CSV directly, plus Excel .xlsx/.xls and OpenDocument .ods. For spreadsheets the tool reads the first sheet, converts it to CSV, dedupes, and can download the result back as .xlsx. The delimiter is auto-detected, so comma and semicolon files both work.
How big a lead list can it handle?
Free tier caps at 500 rows / 2 MB, and this is a Pro tool. Pro raises the limit to 100,000 rows / 100 MB. For larger lists, split with csv-row-splitter, dedupe each part, then concatenate and run one final dedupe pass.
Can I just preview which leads are duplicated before deleting?
Use csv-duplicate-finder for that. It adds an _is_duplicate YES/NO column and groups matches so you can review them. The deduplicator is for actually removing the extra rows once you've decided.
Does it remove duplicate columns or duplicate headers?
No — it operates on rows only, keyed by one column. Duplicate columns or repeated header names aren't touched. For removing columns use csv-column-remover; for renaming clashing headers use csv-header-rename.
Why does my output have fewer rows than 'Rows in' minus 'Duplicates'?
It shouldn't — Rows out always equals Rows in minus Duplicates removed (empty-key rows are kept and don't count as duplicates). If the numbers look off, check that you picked the intended key column and that your header row is on line 1, not buried under a banner row.

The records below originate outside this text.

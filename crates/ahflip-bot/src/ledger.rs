//! Flip ledger: every notified flip, every purchase matched to its flip,
//! and the session totals reported by `/stats`.

use ahflip_core::{after_tax, format_coins, strip_item_name, AuctionId, Opportunity};
use ahflip_engine::{ResultTracker, TrackedPurchase};
use chrono::{DateTime, Utc};
use dashmap::DashMap;
use std::sync::atomic::{AtomicI64, AtomicU64, Ordering};
use tracing::{debug, info};

/// Unmatched notifications kept before the table is cleared.
const MAX_PENDING: usize = 10_000;

/// Session totals.
#[derive(Debug, Clone, PartialEq, Eq)]
pub struct LedgerStats {
    pub started_at: DateTime<Utc>,
    pub notified: u64,
    pub bought: u64,
    pub sold: u64,
    /// Summed expected profit of tracked purchases.
    pub profit: i64,
}

impl LedgerStats {
    pub fn uptime_secs(&self, now: DateTime<Utc>) -> i64 {
        (now - self.started_at).num_seconds().max(0)
    }
}

/// Result tracker of one identity.
#[derive(Debug)]
pub struct FlipLedger {
    /// Notified flips keyed by normalized name and price.
    pending: DashMap<String, Opportunity>,
    purchases: DashMap<AuctionId, TrackedPurchase>,
    /// Item tag of every tracked purchase.
    tags: DashMap<AuctionId, String>,
    started_at: DateTime<Utc>,
    notified: AtomicU64,
    bought: AtomicU64,
    sold: AtomicU64,
    profit: AtomicI64,
}

impl Default for FlipLedger {
    fn default() -> Self {
        Self::new()
    }
}

impl FlipLedger {
    pub fn new() -> Self {
        Self {
            pending: DashMap::new(),
            purchases: DashMap::new(),
            tags: DashMap::new(),
            started_at: Utc::now(),
            notified: AtomicU64::new(0),
            bought: AtomicU64::new(0),
            sold: AtomicU64::new(0),
            profit: AtomicI64::new(0),
        }
    }

    fn key(item_name: &str, price: u64) -> String {
        format!("{}:{}", item_name, price)
    }

    /// Tag of a tracked purchase.
    pub fn tag_of(&self, auction_id: &AuctionId) -> Option<String> {
        self.tags.get(auction_id).map(|t| t.value().clone())
    }

    pub fn pending_len(&self) -> usize {
        self.pending.len()
    }

    #[must_use]
    pub fn stats(&self) -> LedgerStats {
        LedgerStats {
            started_at: self.started_at,
            notified: self.notified.load(Ordering::Relaxed),
            bought: self.bought.load(Ordering::Relaxed),
            sold: self.sold.load(Ordering::Relaxed),
            profit: self.profit.load(Ordering::Relaxed),
        }
    }
}

impl ResultTracker for FlipLedger {
    fn record_opportunity(&self, opportunity: &Opportunity, racing: bool) {
        self.notified.fetch_add(1, Ordering::Relaxed);
        if self.pending.len() >= MAX_PENDING {
            debug!(dropped = self.pending.len(), "Pending flip table full, clearing");
            self.pending.clear();
        }
        let name = strip_item_name(&opportunity.item_name);
        self.pending.insert(
            Self::key(&name, opportunity.starting_bid),
            opportunity.clone(),
        );
        debug!(
            auction_id = %opportunity.id,
            item = %name,
            racing,
            "Flip recorded"
        );
    }

    fn record_purchase(&self, item_name: &str, price: u64) -> Option<TrackedPurchase> {
        self.bought.fetch_add(1, Ordering::Relaxed);
        let Some((_, opportunity)) = self.pending.remove(&Self::key(item_name, price)) else {
            info!(item = %item_name, price = %format_coins(price as i64), "Untracked purchase");
            return None;
        };

        let profit = after_tax(opportunity.target) as i64 - price as i64;
        self.profit.fetch_add(profit, Ordering::Relaxed);
        let purchase = TrackedPurchase {
            auction_id: opportunity.id.clone(),
            item_name: item_name.to_string(),
            price_paid: price,
            target: opportunity.target,
            profit,
            finder: opportunity.finder.clone(),
        };
        self.tags.insert(opportunity.id.clone(), opportunity.tag.clone());
        self.purchases
            .insert(opportunity.id.clone(), purchase.clone());

        info!(
            auction_id = %purchase.auction_id,
            item = %purchase.item_name,
            paid = %format_coins(price as i64),
            target = %format_coins(purchase.target as i64),
            profit = %format_coins(profit),
            finder = %purchase.finder,
            "Purchase tracked"
        );
        Some(purchase)
    }

    fn record_sold(&self, buyer: &str, item_name: &str, price: u64) {
        self.sold.fetch_add(1, Ordering::Relaxed);
        info!(buyer, item = %item_name, price = %format_coins(price as i64), "Auction sold");
    }

    fn purchase_of(&self, auction_id: &AuctionId) -> Option<TrackedPurchase> {
        self.purchases.get(auction_id).map(|p| p.value().clone())
    }
}

#[cfg(test)]
mod tests {
    use super::*;
    use ahflip_core::Finder;

    fn opportunity(id: &str, name: &str, starting_bid: u64, target: u64) -> Opportunity {
        Opportunity {
            id: AuctionId::new(id),
            finder: Finder::Sniper,
            tag: "HYPERION".to_string(),
            item_name: name.to_string(),
            starting_bid,
            target,
            purchase_at_ms: None,
        }
    }

    #[test]
    fn test_purchase_matched_by_normalized_name_and_price() {
        let ledger = FlipLedger::new();
        ledger.record_opportunity(
            &opportunity("a1", "§dHyperion", 9_000_000, 10_000_000),
            false,
        );

        let purchase = ledger.record_purchase("Hyperion", 9_000_000).unwrap();
        assert_eq!(purchase.auction_id, AuctionId::new("a1"));
        assert_eq!(purchase.profit, 700_000);
        assert_eq!(purchase.finder, Finder::Sniper);
        assert_eq!(ledger.purchase_of(&AuctionId::new("a1")), Some(purchase));
        assert_eq!(ledger.tag_of(&AuctionId::new("a1")).as_deref(), Some("HYPERION"));
        assert_eq!(ledger.pending_len(), 0);
    }

    #[test]
    fn test_price_mismatch_is_untracked() {
        let ledger = FlipLedger::new();
        ledger.record_opportunity(&opportunity("a1", "Hyperion", 1_000, 2_000), true);

        assert!(ledger.record_purchase("Hyperion", 1_500).is_none());
        assert!(ledger.purchase_of(&AuctionId::new("a1")).is_none());
        assert_eq!(ledger.pending_len(), 1);
    }

    #[test]
    fn test_stats_totals() {
        let ledger = FlipLedger::new();
        ledger.record_opportunity(&opportunity("a1", "Hyperion", 1_000, 2_000), false);
        ledger.record_opportunity(&opportunity("a2", "Terminator", 500, 400), false);
        ledger.record_purchase("Hyperion", 1_000);
        ledger.record_purchase("Terminator", 500);
        ledger.record_sold("Steve", "Hyperion", 2_000);

        let stats = ledger.stats();
        assert_eq!(stats.notified, 2);
        assert_eq!(stats.bought, 2);
        assert_eq!(stats.sold, 1);
        // 980 - 104
        assert_eq!(stats.profit, 876);
        assert!(stats.uptime_secs(Utc::now()) >= 0);
    }
}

Can I automate this in a pipeline?
The dedup logic is the same browser-local engine used in the tool. For a repeatable workflow, pair it with csv-merger (combine sources) upstream and your CRM import downstream. There is no required server round-trip — your lead PII stays on your machine throughout.
Privacy first
Processing runs locally in your browser with PapaParse. No file is uploaded — only metadata counters are saved for signed-in dashboard stats.